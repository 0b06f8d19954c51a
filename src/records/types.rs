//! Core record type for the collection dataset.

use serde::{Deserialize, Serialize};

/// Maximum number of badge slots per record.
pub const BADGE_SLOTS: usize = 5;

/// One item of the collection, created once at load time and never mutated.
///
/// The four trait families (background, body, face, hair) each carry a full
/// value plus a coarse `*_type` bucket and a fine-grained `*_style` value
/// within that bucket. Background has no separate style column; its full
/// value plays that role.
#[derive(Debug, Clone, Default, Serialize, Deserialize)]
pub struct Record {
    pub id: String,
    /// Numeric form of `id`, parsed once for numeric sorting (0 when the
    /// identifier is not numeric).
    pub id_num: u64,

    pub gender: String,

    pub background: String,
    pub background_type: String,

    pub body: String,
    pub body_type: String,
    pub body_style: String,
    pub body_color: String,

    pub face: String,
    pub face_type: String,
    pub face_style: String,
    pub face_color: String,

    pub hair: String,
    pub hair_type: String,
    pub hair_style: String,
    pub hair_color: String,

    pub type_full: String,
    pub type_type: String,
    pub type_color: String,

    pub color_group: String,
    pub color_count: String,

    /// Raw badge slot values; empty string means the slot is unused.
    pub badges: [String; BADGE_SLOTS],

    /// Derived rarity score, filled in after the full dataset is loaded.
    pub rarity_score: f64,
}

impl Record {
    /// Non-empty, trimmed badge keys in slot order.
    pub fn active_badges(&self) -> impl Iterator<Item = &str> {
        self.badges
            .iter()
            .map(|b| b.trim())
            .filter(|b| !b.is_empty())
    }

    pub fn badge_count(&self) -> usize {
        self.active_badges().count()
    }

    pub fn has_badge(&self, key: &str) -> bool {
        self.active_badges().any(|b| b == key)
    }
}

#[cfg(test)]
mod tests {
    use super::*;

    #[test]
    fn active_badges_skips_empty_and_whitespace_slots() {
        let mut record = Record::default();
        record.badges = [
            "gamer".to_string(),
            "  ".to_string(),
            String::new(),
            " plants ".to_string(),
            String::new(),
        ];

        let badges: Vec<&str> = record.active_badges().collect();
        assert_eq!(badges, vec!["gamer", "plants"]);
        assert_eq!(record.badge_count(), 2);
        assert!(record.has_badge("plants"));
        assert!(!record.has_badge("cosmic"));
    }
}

**********

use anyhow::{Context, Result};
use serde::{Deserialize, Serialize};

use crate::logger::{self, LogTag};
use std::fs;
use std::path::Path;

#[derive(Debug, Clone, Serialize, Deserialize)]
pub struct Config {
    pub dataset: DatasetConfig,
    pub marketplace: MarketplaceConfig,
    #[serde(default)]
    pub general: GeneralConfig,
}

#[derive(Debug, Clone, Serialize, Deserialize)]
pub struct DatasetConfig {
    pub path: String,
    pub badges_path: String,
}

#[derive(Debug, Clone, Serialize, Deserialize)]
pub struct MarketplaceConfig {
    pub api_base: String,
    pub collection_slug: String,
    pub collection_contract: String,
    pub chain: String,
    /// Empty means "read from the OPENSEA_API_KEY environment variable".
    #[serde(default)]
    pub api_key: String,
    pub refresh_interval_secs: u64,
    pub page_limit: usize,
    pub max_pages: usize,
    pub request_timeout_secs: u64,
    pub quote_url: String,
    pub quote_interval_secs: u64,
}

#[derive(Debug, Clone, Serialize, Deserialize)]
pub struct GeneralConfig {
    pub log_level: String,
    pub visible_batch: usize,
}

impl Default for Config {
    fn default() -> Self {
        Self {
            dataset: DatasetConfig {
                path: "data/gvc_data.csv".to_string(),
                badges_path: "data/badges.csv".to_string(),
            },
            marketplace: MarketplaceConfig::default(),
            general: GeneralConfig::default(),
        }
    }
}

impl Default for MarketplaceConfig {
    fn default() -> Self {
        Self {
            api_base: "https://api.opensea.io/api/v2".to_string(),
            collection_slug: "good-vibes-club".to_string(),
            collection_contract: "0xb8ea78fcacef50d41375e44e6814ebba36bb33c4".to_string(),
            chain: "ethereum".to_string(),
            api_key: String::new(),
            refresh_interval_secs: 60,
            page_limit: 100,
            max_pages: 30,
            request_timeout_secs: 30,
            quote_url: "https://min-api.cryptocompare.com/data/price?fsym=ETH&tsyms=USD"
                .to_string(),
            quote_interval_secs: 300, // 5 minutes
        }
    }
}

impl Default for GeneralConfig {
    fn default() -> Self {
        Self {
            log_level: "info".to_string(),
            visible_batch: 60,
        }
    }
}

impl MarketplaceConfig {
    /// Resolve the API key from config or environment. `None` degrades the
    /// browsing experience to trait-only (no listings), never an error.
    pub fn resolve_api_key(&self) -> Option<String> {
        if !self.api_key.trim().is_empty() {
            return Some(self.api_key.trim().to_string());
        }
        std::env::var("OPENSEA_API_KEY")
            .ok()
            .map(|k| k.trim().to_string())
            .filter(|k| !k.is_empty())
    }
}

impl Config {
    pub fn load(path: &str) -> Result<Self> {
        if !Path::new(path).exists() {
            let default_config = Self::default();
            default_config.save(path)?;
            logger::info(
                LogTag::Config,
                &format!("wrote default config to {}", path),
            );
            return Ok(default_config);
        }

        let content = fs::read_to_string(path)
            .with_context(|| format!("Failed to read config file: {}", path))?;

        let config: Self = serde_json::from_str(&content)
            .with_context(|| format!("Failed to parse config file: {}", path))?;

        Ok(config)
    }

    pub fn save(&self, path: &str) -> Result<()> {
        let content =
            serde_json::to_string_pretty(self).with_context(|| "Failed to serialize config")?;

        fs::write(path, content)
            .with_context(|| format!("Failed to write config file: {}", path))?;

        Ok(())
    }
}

**********

> WHAT YOU NEED TO DO: For each line in the records that holds "plants", show that line as it stands.

> ANSWER TO THE EXERCISE:
            " plants ".to_string(),
        assert_eq!(badges, vec!["gamer", "plants"]);
        assert!(record.has_badge("plants"));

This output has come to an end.